- Location of Teton in Fremont County, Idaho.
- Coordinates: 43°53′14″N 111°40′21″W﻿ / ﻿43.88722°N 111.67250°W
- Country: United States
- State: Idaho
- County: Fremont

Area
- • Total: 0.69 sq mi (1.79 km^{2})
- • Land: 0.69 sq mi (1.79 km^{2})
- • Water: 0 sq mi (0.00 km^{2})
- Elevation: 4,948 ft (1,508 m)

Population (2020)
- • Total: 787
- • Density: 1,140/sq mi (440/km^{2})
- Time zone: UTC-7 (Mountain (MST))
- • Summer (DST): UTC-6 (MDT)
- ZIP code: 83451
- Area code: 208
- FIPS code: 16-80380
- GNIS feature ID: 2412052

= Teton, Idaho =

Teton is a city in Fremont County, Idaho, United States. The population was 787 at the 2020 census. It is part of the Rexburg, Idaho Micropolitan Statistical Area.

==Geography==

According to the United States Census Bureau, the city has a total area of 0.68 sqmi, all of it land.

==Demographics==

Historical population
| Census | Pop. | Note | %± |
| 1920 | 537 |  | — |
| 1930 | 481 |  | −10.4% |
| 1940 | 514 |  | 6.9% |
| 1950 | 463 |  | −9.9% |
| 1960 | 399 |  | −13.8% |
| 1970 | 390 |  | −2.3% |
| 1980 | 559 |  | 43.3% |
| 1990 | 570 |  | 2.0% |
| 2000 | 569 |  | −0.2% |
| 2010 | 735 |  | 29.2% |
| 2020 | 787 |  | 7.1% |
U.S. Decennial Census

===2010 census===
As of the census of 2010, there were 735 people, 251 households, and 201 families living in the city. The population density was 1080.9 PD/sqmi. There were 268 housing units at an average density of 394.1 /sqmi. The racial makeup of the city was 79.6% White, 0.7% African American, 0.7% Native American, 0.3% Asian, 0.1% Pacific Islander, 16.9% from other races, and 1.8% from two or more races. Hispanic or Latino of any race were 22.2% of the population.
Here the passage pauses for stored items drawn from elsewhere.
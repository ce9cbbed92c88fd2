//! End-user authentication: `x-user-token` verification → `UserClaims` in `RequestState`.

use axum::{
    extract::{Request, State},
    http::HeaderMap,
    middleware::Next,
    response::Response,
};
use uuid::Uuid;

use crate::context::UserClaims;
use crate::error::ErrorEnvelope;
use crate::middleware::auth::{AuthnError, USER_TOKEN_HEADER, bearer_value, request_state};
use crate::services::auth::ClaimVerifier;
use crate::state::AppState;

/// Verify the user token and lift its claims into `UserClaims`.
///
/// Only the subject is transformed (parsed as a UUID); session, verified
/// flag and role are passed through as the verifier returned them.
pub fn verify_user_token(
    verifier: &dyn ClaimVerifier,
    headers: &HeaderMap,
) -> Result<UserClaims, AuthnError> {
    let token = bearer_value(headers, USER_TOKEN_HEADER).ok_or(AuthnError::MissingUserToken)?;

    let claims = verifier.verify_user_token(token).map_err(|err| {
        tracing::warn!(error = ?err, "user token verification failed");
        AuthnError::UserTokenRejected(err)
    })?;

    let id = Uuid::parse_str(&claims.subject).map_err(|_| {
        tracing::warn!(subject = %claims.subject, "user token subject is not a UUID");
        AuthnError::MalformedSubject
    })?;

    Ok(UserClaims {
        id,
        session_id: claims.session_id,
        verified: claims.verified,
        role: claims.role,
    })
}

pub async fn authenticate_user(
    State(state): State<AppState>,
    mut req: Request,
    next: Next,
) -> Result<Response, ErrorEnvelope> {
    let current = request_state(&req, &state)?;

    let claims = verify_user_token(state.verifier.as_ref(), req.headers())
        .map_err(|err| state.errors.from_condition(&err, Some(current.request_id())))?;

    req.extensions_mut().insert(current.with_user(claims));

    Ok(next.run(req).await)
}
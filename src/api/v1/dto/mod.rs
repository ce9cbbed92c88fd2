pub mod pagination;
pub mod users;
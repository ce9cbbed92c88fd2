use std::fmt;
use std::str::FromStr;

use serde::{Deserialize, Serialize};

/// Privilege level carried in user tokens and stored on user records.
///
/// Variant order is the privilege order: `User < Moderator < Admin < SuperUser`.
/// Serialized lowercase; parsed case-insensitively from tokens and records alike.
#[derive(Debug, Clone, Copy, PartialEq, Eq, PartialOrd, Ord, Hash, Serialize, Deserialize)]
#[serde(rename_all = "lowercase", try_from = "String")]
pub enum Role {
    User,
    Moderator,
    Admin,
    SuperUser,
}

impl Role {
    pub const ALL: [Role; 4] = [Role::User, Role::Moderator, Role::Admin, Role::SuperUser];

    pub fn as_str(&self) -> &'static str {
        match self {
            Role::User => "user",
            Role::Moderator => "moderator",
            Role::Admin => "admin",
            Role::SuperUser => "superuser",
        }
    }

    /// `1` when `self` ranks above `other`, `0` for peers, `-1` below.
    pub fn compare(&self, other: &Role) -> i8 {
        match self.cmp(other) {
            std::cmp::Ordering::Greater => 1,
            std::cmp::Ordering::Equal => 0,
            std::cmp::Ordering::Less => -1,
        }
    }

    /// Strict dominance; peers never outrank each other.
    pub fn outranks(&self, other: &Role) -> bool {
        self.compare(other) >= 1
    }
}

impl fmt::Display for Role {
    fn fmt(&self, f: &mut fmt::Formatter<'_>) -> fmt::Result {
        f.write_str(self.as_str())
    }
}

#[derive(Debug, thiserror::Error)]
#[error("unknown role: {0}")]
pub struct UnknownRole(pub String);

impl FromStr for Role {
    type Err = UnknownRole;

    fn from_str(s: &str) -> Result<Self, Self::Err> {
        match s.trim().to_ascii_lowercase().as_str() {
            "user" => Ok(Role::User),
            "moderator" => Ok(Role::Moderator),
            "admin" => Ok(Role::Admin),
            "superuser" => Ok(Role::SuperUser),
            _ => Err(UnknownRole(s.to_string())),
        }
    }
}

impl TryFrom<String> for Role {
    type Error = UnknownRole;

    fn try_from(value: String) -> Result<Self, Self::Error> {
        value.parse()
    }
}
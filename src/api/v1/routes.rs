/*
 * Responsibility
 * - RPC メソッドパス (/package.Service/Method) → handler
 * - どのグループにどの chain をかけるかをここで決める
 *   - user + admin RPC: correlator → user 認証
 *   - internal RPC:     correlator → service 認証
 */
use axum::{Router, routing::post};

use crate::middleware::auth::{apply_service_chain, apply_user_chain};
use crate::state::AppState;

use crate::api::v1::handlers::{
    admin::{get_user, list_users},
    internal::{ping, resolve_user},
    users::get_profile,
};

pub const GET_PROFILE: &str = "/users.v1.UserService/GetProfile";
pub const ADMIN_GET_USER: &str = "/admin.v1.AdminService/GetUser";
pub const ADMIN_LIST_USERS: &str = "/admin.v1.AdminService/ListUsers";
pub const INTERNAL_RESOLVE_USER: &str = "/internal.v1.InternalService/ResolveUser";
pub const INTERNAL_PING: &str = "/internal.v1.InternalService/Ping";

pub fn routes(state: AppState) -> Router<AppState> {
    let user_rpcs = Router::new()
        .route(GET_PROFILE, post(get_profile))
        .route(ADMIN_GET_USER, post(get_user))
        .route(ADMIN_LIST_USERS, post(list_users));

    let service_rpcs = Router::new()
        .route(INTERNAL_RESOLVE_USER, post(resolve_user))
        .route(INTERNAL_PING, post(ping));

    Router::new()
        .merge(apply_user_chain(user_rpcs, state.clone()))
        .merge(apply_service_chain(service_rpcs, state))
}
There were 251 households, of which 40.6% had children under the age of 18 living with them, 66.5% were married couples living together, 9.6% had a female householder with no husband present, 4.0% had a male householder with no wife present, and 19.9% were non-families. 17.5% of all households were made up of individuals, and 9.2% had someone living alone who was 65 years of age or older. The average household size was 2.93 and the average family size was 3.31.

The median age in the city was 30.5 years. 32.4% of residents were under the age of 18; 8.3% were between the ages of 18 and 24; 25.3% were from 25 to 44; 22.2% were from 45 to 64; and 11.8% were 65 years of age or older. The gender makeup of the city was 49.4% male and 50.6% female.

===2000 census===
As of the census of 2000, there were 569 people, 192 households, and 144 families living in the city. The population density was 1,212.0 PD/sqmi. There were 211 housing units at an average density of 449.5 /sqmi. The racial makeup of the city was 90.69% White, 0.18% African American, 0.35% Native American, 0.18% Asian, 7.03% from other races, and 1.58% from two or more races. Hispanic or Latino of any race were 14.76% of the population.
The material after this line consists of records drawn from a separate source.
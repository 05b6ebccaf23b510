//! Wire protocol for clamd.
//!
//! Wire format:
//! - Command: `z` + NAME + `\0` outgoing; NAME + `\0` coming back.
//! - Chunk frame: `[4B length_be][payload...]`; a zero-length frame ends the
//!   upload stream.
//! - Response: ASCII text ending in a single `\0`.

use std::io::{self, Read, Write};

use bytes::{BufMut, BytesMut};

/// Marker telling the daemon the command uses NUL-delimited framing.
const OUTGOING_PREFIX: u8 = b'z';
/// Terminator for outgoing commands and daemon replies alike.
const TERMINATOR: u8 = 0;

/// Liveness check command.
pub const CMD_PING: &[u8] = b"zPING\0";
/// Expected reply to [`CMD_PING`].
pub const RSP_PONG: &[u8] = b"PONG\0";
/// Begins a chunked upload scan.
pub const CMD_INSTREAM: &[u8] = b"zINSTREAM\0";
/// Reply the daemon gives to commands it does not recognize.
pub const RSP_UNKNOWN_COMMAND: &[u8] = b"UNKNOWN COMMAND\0";
/// Zero-length chunk frame closing an upload. Distinct from the NUL text
/// terminator: this is a chunk frame with length 0.
pub const END_OF_STREAM: [u8; 4] = [0, 0, 0, 0];

/// Encode a command name into its wire form.
///
/// Outgoing commands get the `z` framing prefix; expected replies do not.
/// Both end in a single NUL.
#[must_use]
pub fn encode_command(name: &str, outgoing: bool) -> Vec<u8> {
    let mut buf = Vec::with_capacity(name.len() + 2);
    if outgoing {
        buf.push(OUTGOING_PREFIX);
    }
    buf.extend_from_slice(name.as_bytes());
    buf.push(TERMINATOR);
    buf
}

/// Write one length-prefixed chunk frame and flush.
///
/// # Errors
///
/// Returns an error if the payload length does not fit the 4-byte prefix or
/// the write fails.
pub fn write_chunk<W: Write>(w: &mut W, payload: &[u8]) -> io::Result<()> {
    let len = u32::try_from(payload.len())
        .map_err(|_| io::Error::new(io::ErrorKind::InvalidData, "chunk exceeds u32 length"))?;
    let mut buf = BytesMut::with_capacity(4 + payload.len());
    buf.put_u32(len);
    buf.put_slice(payload);
    w.write_all(&buf)?;
    w.flush()
}

/// Write the zero-length terminator frame and flush.
///
/// # Errors
///
/// Returns an error if the write fails.
pub fn write_end_of_stream<W: Write>(w: &mut W) -> io::Result<()> {
    w.write_all(&END_OF_STREAM)?;
    w.flush()
}

/// Read everything from `r` until the peer closes its side.
///
/// # Errors
///
/// Returns an error if a read fails, including a read timing out.
pub fn read_response<R: Read>(r: &mut R, buffer_size: usize) -> io::Result<Vec<u8>> {
    let mut buf = vec![0u8; buffer_size];
    let mut out = Vec::new();
    loop {
        match r.read(&mut buf) {
            Ok(0) => return Ok(out),
            Ok(n) => out.extend_from_slice(&buf[..n]),
            Err(e) if e.kind() == io::ErrorKind::Interrupted => {}
            Err(e) => return Err(e),
        }
    }
}

/// Decode reply bytes for human consumption, dropping the trailing NUL.
#[must_use]
pub fn decode_reply(raw: &[u8]) -> String {
    let body = raw.strip_suffix(&[TERMINATOR]).unwrap_or(raw);
    String::from_utf8_lossy(body).into_owned()
}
There were 192 households, out of which 38.0% had children under the age of 18 living with them, 65.1% were married couples living together, 8.3% had a female householder with no husband present, and 24.5% were non-families. 20.8% of all households were made up of individuals, and 9.9% had someone living alone who was 65 years of age or older. The average household size was 2.96 and the average family size was 3.50.

In the city, the population was spread out, with 31.1% under the age of 18, 10.7% from 18 to 24, 26.9% from 25 to 44, 18.8% from 45 to 64, and 12.5% who were 65 years of age or older. The median age was 32 years. For every 100 females, there were 94.2 males. For every 100 females age 18 and over, there were 98.0 males.

The median income for a household in the city was $33,409, and the median income for a family was $35,278. Males had a median income of $25,147 versus $19,583 for females. The per capita income for the city was $12,186. About 17.2% of families and 20.8% of the population were below the poverty line, including 25.0% of those under age 18 and 12.5% of those age 65 or over.

==Education==
It is located in the Fremont County Joint School District 215. Teton Elementary School is in Teton.

College of Eastern Idaho includes this county in its catchment zone; however this county is not in its taxation zone.